IAKN Kupang (Kemenag) – Fakultas Ilmu Sosial Keagamaan Kristen (FISKK) melalui Program Studi Pastoral Konseling Institut Agama Kristen Negeri (IAKN) Kupang menggelar kuliah umum bertema “Pastoral Konseling dalam Konteks Multikultural” pada Kamis (11/9/2025) di kampus IAKN Kupang. Kegiatan ini dibuka oleh Wakil Rektor 1, Maryon D. Pattinaja, Ph.D, mewakili Rektor IAKN Kupang.
Kegiatan ini dipandu oleh Lilya F.K. Wetangterah, Ph.D. selaku moderator, dengan menghadirkan narasumber utama Pdt. Jemi Daga-Bailao, S.Si., M.A.PC., pendeta GMIT sekaligus Sekretaris AKPIN Yogyakarta. Sebanyak 250 mahasiswa FISKK hadir, terdiri dari mahasiswa Program Studi Pastoral Konseling dan mahasiswa lintas prodi yang tertarik pada isu konseling multikultural.
Ketua Panitia, Dr. Andrian Wira Syahputra, M.Sc., menjelaskan bahwa kegiatan ini bertujuan untuk: (1) meningkatkan pemahaman mahasiswa tentang realitas Indonesia yang multikultural, (2) mengidentifikasi peran pastoral konseling di tengah keberagaman, serta (3) membuka ruang dialog akademik antara mahasiswa dan praktisi.
Dalam pemaparannya, Pdt. Jemi menekankan bahwa pastoral konseling di Indonesia harus berakar pada sensitivitas budaya. Indonesia memiliki lebih dari 1.300 kelompok etnis, 700 bahasa, serta keragaman agama, tradisi, dan orientasi sosial. Khusus di NTT, terdapat lebih dari 70 suku dengan kekayaan bahasa, adat, dan tradisi yang berbeda-beda.
Kondisi ini menuntut konselor untuk tidak etnosentris, melainkan mampu mendengar, memahami, dan menjembatani perbedaan.
Pdt. Jemi juga memperkenalkan strategi konseling antarbudaya yang meliputi: monobudaya, multibudaya, lintas budaya, dan antarbudaya. Ia menekankan tujuh prinsip dasar konseling antarbudaya, yaitu perjumpaan eksistensial, dunia berpilar tunggal, keselamatan bagi semua, kesadaran bahwa kita satu keluarga, keramahtamahan, empati dan mendengarkan, serta pengakuan bahwa pengalaman sama bisa diekspresikan dengan cara berbeda.
Lebih lanjut, ia menegaskan karakteristik konseling antarbudaya yang bersifat holistik, terpadu, lintas iman, dan pemberdayaan.
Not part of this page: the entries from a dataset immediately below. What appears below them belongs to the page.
use chrono::{DateTime, NaiveDate, Utc};
use serde::de::DeserializeOwned;
use serde::{Deserialize, Serialize};
use std::fmt;
use std::str::FromStr;

/// Name of the category products fall back to when theirs is deleted.
pub const DEFAULT_CATEGORY_NAME: &str = "默认分组";

/// A record kept by the local key-value store under `KEY`.
pub trait Record: Serialize + DeserializeOwned + Clone + Send + Sync {
    const KEY: &'static str;

    fn id(&self) -> &str;

    /// Human-readable name used for lookups and listings.
    fn label(&self) -> &str;
}

#[derive(Debug, Clone, Copy, PartialEq, Eq, Serialize, Deserialize, Default)]
#[serde(rename_all = "lowercase")]
pub enum TaskStatus {
    #[default]
    Pending,
    Completed,
    Overdue,
}

impl TaskStatus {
    pub fn as_str(&self) -> &'static str {
        match self {
            TaskStatus::Pending => "pending",
            TaskStatus::Completed => "completed",
            TaskStatus::Overdue => "overdue",
        }
    }
}

impl fmt::Display for TaskStatus {
    fn fmt(&self, f: &mut fmt::Formatter<'_>) -> fmt::Result {
        f.write_str(self.as_str())
    }
}

impl FromStr for TaskStatus {
    type Err = String;

    fn from_str(s: &str) -> Result<Self, Self::Err> {
        match s {
            "pending" => Ok(TaskStatus::Pending),
            "completed" => Ok(TaskStatus::Completed),
            "overdue" => Ok(TaskStatus::Overdue),
            other => Err(format!(
                "invalid status '{}', expected pending, completed or overdue",
                other
            )),
        }
    }
}

#[derive(Debug, Clone, PartialEq, Serialize, Deserialize)]
#[serde(rename_all = "camelCase")]
pub struct Task {
    pub id: String,
    pub title: String,
    #[serde(default, skip_serializing_if = "Option::is_none")]
    pub description: Option<String>,
    pub assignee: String,
    pub due_date: NaiveDate,
    pub status: TaskStatus,
    pub created_at: DateTime<Utc>,
}

#[derive(Debug, Clone, PartialEq, Serialize, Deserialize)]
#[serde(rename_all = "camelCase")]
pub struct Product {
    pub id: String,
    pub name: String,
    pub stock: i64,
    pub threshold: i64,
    pub category_id: String,
    pub created_at: DateTime<Utc>,
}

#[derive(Debug, Clone, PartialEq, Serialize, Deserialize)]
#[serde(rename_all = "camelCase")]
pub struct Category {
    pub id: String,
    pub name: String,
    pub created_at: DateTime<Utc>,
}

impl Category {
    pub fn is_default(&self) -> bool {
        self.name == DEFAULT_CATEGORY_NAME
    }
}

#[derive(Debug, Clone, PartialEq, Serialize, Deserialize)]
#[serde(rename_all = "camelCase")]
pub struct Member {
    pub id: String,
    pub name: String,
    pub created_at: DateTime<Utc>,
}

impl Record for Task {
    const KEY: &'static str = "tasks";

    fn id(&self) -> &str {
        &self.id
    }

    fn label(&self) -> &str {
        &self.title
    }
}

impl Record for Product {
    const KEY: &'static str = "products";

    fn id(&self) -> &str {
        &self.id
    }

    fn label(&self) -> &str {
        &self.name
    }
}

impl Record for Category {
    const KEY: &'static str = "categories";

    fn id(&self) -> &str {
        &self.id
    }

    fn label(&self) -> &str {
        &self.name
    }
}

impl Record for Member {
    const KEY: &'static str = "members";

    fn id(&self) -> &str {
        &self.id
    }

    fn label(&self) -> &str {
        &self.name
    }
}

// Fields accepted by the add operations; the store assigns id and created_at.

#[derive(Debug, Clone, PartialEq, Serialize, Deserialize)]
#[serde(rename_all = "camelCase")]
pub struct NewTask {
    pub title: String,
    #[serde(default, skip_serializing_if = "Option::is_none")]
    pub description: Option<String>,
    pub assignee: String,
    pub due_date: NaiveDate,
    pub status: TaskStatus,
}

#[derive(Debug, Clone, PartialEq, Serialize, Deserialize)]
#[serde(rename_all = "camelCase")]
pub struct NewProduct {
    pub name: String,
    pub stock: i64,
    pub threshold: i64,
    pub category_id: String,
}

#[derive(Debug, Clone, PartialEq, Serialize, Deserialize)]
pub struct NewCategory {
    pub name: String,
}

#[derive(Debug, Clone, PartialEq, Serialize, Deserialize)]
pub struct NewMember {
    pub name: String,
}

// Partial updates: `None` leaves the field untouched. An empty task
// description clears it.

#[derive(Debug, Clone, Default, PartialEq, Serialize, Deserialize)]
#[serde(rename_all = "camelCase")]
pub struct TaskPatch {
    #[serde(default, skip_serializing_if = "Option::is_none")]
    pub title: Option<String>,
    #[serde(default, skip_serializing_if = "Option::is_none")]
    pub description: Option<String>,
    #[serde(default, skip_serializing_if = "Option::is_none")]
    pub assignee: Option<String>,
    #[serde(default, skip_serializing_if = "Option::is_none")]
    pub due_date: Option<NaiveDate>,
    #[serde(default, skip_serializing_if = "Option::is_none")]
    pub status: Option<TaskStatus>,
}

impl TaskPatch {
    pub fn status(status: TaskStatus) -> Self {
        TaskPatch {
            status: Some(status),
            ..Default::default()
        }
    }

    pub fn is_empty(&self) -> bool {
        *self == TaskPatch::default()
    }

    pub fn apply_to(&self, task: &mut Task) {
        if let Some(title) = &self.title {
            task.title = title.clone();
        }
        if let Some(description) = &self.description {
            task.description = Some(description.clone()).filter(|d| !d.trim().is_empty());
        }
        if let Some(assignee) = &self.assignee {
            task.assignee = assignee.clone();
        }
        if let Some(due_date) = self.due_date {
            task.due_date = due_date;
        }
        if let Some(status) = self.status {
            task.status = status;
        }
    }
}

#[derive(Debug, Clone, Default, PartialEq, Serialize, Deserialize)]
#[serde(rename_all = "camelCase")]
pub struct ProductPatch {
    #[serde(default, skip_serializing_if = "Option::is_none")]
    pub name: Option<String>,
    #[serde(default, skip_serializing_if = "Option::is_none")]
    pub stock: Option<i64>,
    #[serde(default, skip_serializing_if = "Option::is_none")]
    pub threshold: Option<i64>,
    #[serde(default, skip_serializing_if = "Option::is_none")]
    pub category_id: Option<String>,
}

impl ProductPatch {
    pub fn stock(stock: i64) -> Self {
        ProductPatch {
            stock: Some(stock),
            ..Default::default()
        }
    }

    pub fn category(category_id: impl Into<String>) -> Self {
        ProductPatch {
            category_id: Some(category_id.into()),
            ..Default::default()
        }
    }

    pub fn is_empty(&self) -> bool {
        *self == ProductPatch::default()
    }

    pub fn apply_to(&self, product: &mut Product) {
        if let Some(name) = &self.name {
            product.name = name.clone();
        }
        if let Some(stock) = self.stock {
            product.stock = stock;
        }
        if let Some(threshold) = self.threshold {
            product.threshold = threshold;
        }
        if let Some(category_id) = &self.category_id {
            product.category_id = category_id.clone();
        }
    }
}

#[derive(Debug, Clone, Default, PartialEq, Serialize, Deserialize)]
pub struct CategoryPatch {
    #[serde(default, skip_serializing_if = "Option::is_none")]
    pub name: Option<String>,
}

impl CategoryPatch {
    pub fn apply_to(&self, category: &mut Category) {
        if let Some(name) = &self.name {
            category.name = name.clone();
        }
    }
}

#[derive(Debug, Clone, Default, PartialEq, Serialize, Deserialize)]
pub struct MemberPatch {
    #[serde(default, skip_serializing_if = "Option::is_none")]
    pub name: Option<String>,
}

impl MemberPatch {
    pub fn apply_to(&self, member: &mut Member) {
        if let Some(name) = &self.name {
            member.name = name.clone();
        }
    }
}

/// Aggregates shown on the dashboard screen.
#[derive(Debug, Clone, Default, PartialEq)]
pub struct DashboardSummary {
    pub total_tasks: usize,
    pub completed_tasks: usize,
    pub pending_tasks: usize,
    pub overdue_tasks: usize,
    pub weekly_completion_rate: u32,
    pub low_stock: Vec<Product>,
}

#[derive(Debug, Clone)]
pub struct ConfigItem {
    pub key_name: String,
    pub value: String,
    pub updated_at: String,
}

#[cfg(test)]
mod tests {
    use super::*;
    use chrono::TimeZone;

    fn sample_task() -> Task {
        Task {
            id: "1700000000000".to_string(),
            title: "Restock shelves".to_string(),
            description: None,
            assignee: "Lin".to_string(),
            due_date: NaiveDate::from_ymd_opt(2024, 3, 1).unwrap(),
            status: TaskStatus::Pending,
            created_at: Utc.with_ymd_and_hms(2024, 2, 20, 8, 0, 0).unwrap(),
        }
    }

    #[test]
    fn task_serializes_with_camel_case_keys() {
        let json = serde_json::to_value(sample_task()).unwrap();
        assert_eq!(json["dueDate"], "2024-03-01");
        assert_eq!(json["status"], "pending");
        assert!(json.get("createdAt").is_some());
        assert!(json.get("description").is_none());
    }

    #[test]
    fn task_patch_only_touches_given_fields() {
        let mut task = sample_task();
        let patch = TaskPatch {
            status: Some(TaskStatus::Completed),
            ..Default::default()
        };
        patch.apply_to(&mut task);
        assert_eq!(task.status, TaskStatus::Completed);
        assert_eq!(task.title, "Restock shelves");
        assert_eq!(task.assignee, "Lin");
    }

    #[test]
    fn empty_description_clears_it() {
        let mut task = sample_task();
        task.description = Some("Back room first".to_string());
        TaskPatch {
            description: Some(String::new()),
            ..Default::default()
        }
        .apply_to(&mut task);
        assert_eq!(task.description, None);
    }

    #[test]
    fn status_parses_known_values_only() {
        assert_eq!("overdue".parse::<TaskStatus>(), Ok(TaskStatus::Overdue));
        assert!("done".parse::<TaskStatus>().is_err());
    }

    #[test]
    fn default_category_is_recognized_by_name() {
        let category = Category {
            id: "1".to_string(),
            name: DEFAULT_CATEGORY_NAME.to_string(),
            created_at: Utc::now(),
        };
        assert!(category.is_default());
    }
}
Praktik konseling tidak hanya bersifat kuratif, tetapi juga preventif, promotif, serta memberdayakan komunitas melalui partisipasi aktif dan kearifan lokal.
Pdt. Jemi juga menguraikan kompetensi konselor budaya yang mencakup keyakinan dan sikap, pengetahuan tentang diri maupun konseli, serta keterampilan praktis. Konselor dituntut untuk menguasai teknik utama seperti active listening, empati, validasi emosi, hingga konfrontasi membangun. Dalam praktiknya, konseling dapat berlangsung jangka pendek (1–6 sesi) maupun jangka panjang (8–18 sesi), tergantung kebutuhan konseli.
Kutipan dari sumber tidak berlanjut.